Want to increase your fitness levels? Discovering the top 2023 workout trends is a great starting point. At the dawn of a new year, there can be an overwhelming number of exercise options—but we've done the legwork and whittled down which forms of movement will be hot stuff, for good reason, in the coming months.
While planning the perfect workout schedule for January and beyond, it's no longer all about HIIT, long runs and lifting heavy weights (although they are still great as part of a balanced routine). We've called on experts in the field to share where they think the fitness scene is sprinting next in order to give you an effective training session for both your physical and mental health.

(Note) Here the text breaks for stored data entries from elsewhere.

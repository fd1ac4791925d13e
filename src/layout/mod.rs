/// Source/target script classification
pub mod detect;
/// Transliteration maps and table loading
pub mod table;

pub use detect::{Direction, ScriptDetector};
pub use table::{LayoutTables, TableError, TransliterationMap};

The 2023 workout trends to try this year
From the go-to celebrity exercise class of the moment to TikTok's favorite way to break a sweat and the next-generation fitness tech to make breaking a sweat more enjoyable than ever, it's going to be a sweaty year! With plenty to keep you on your toes this year, all that's left to do is pick out your best workout clothes and get moving...
1. Virtual training
While the pandemic may be over, some of its lasting impacts can still be felt on the fitness scene, like virtual training. This trend of working out at home via a screen is set to grow next year due to the cost of living crisis. "Fitness is beginning to feel like an extravagance that many can no longer afford, with over 1.2 million people in the UK canceling their gym subscriptions according to recent research (opens in new tab)," notes Daniel Sobhani, CEO at Freeletics (opens in new tab).
"As such, the fitness industry is evolving. There will be an uplifting of fitness apps and other cost-effective, credible ways people can use to prioritize their health and fitness, but reduce the need for expensive gym and studio memberships."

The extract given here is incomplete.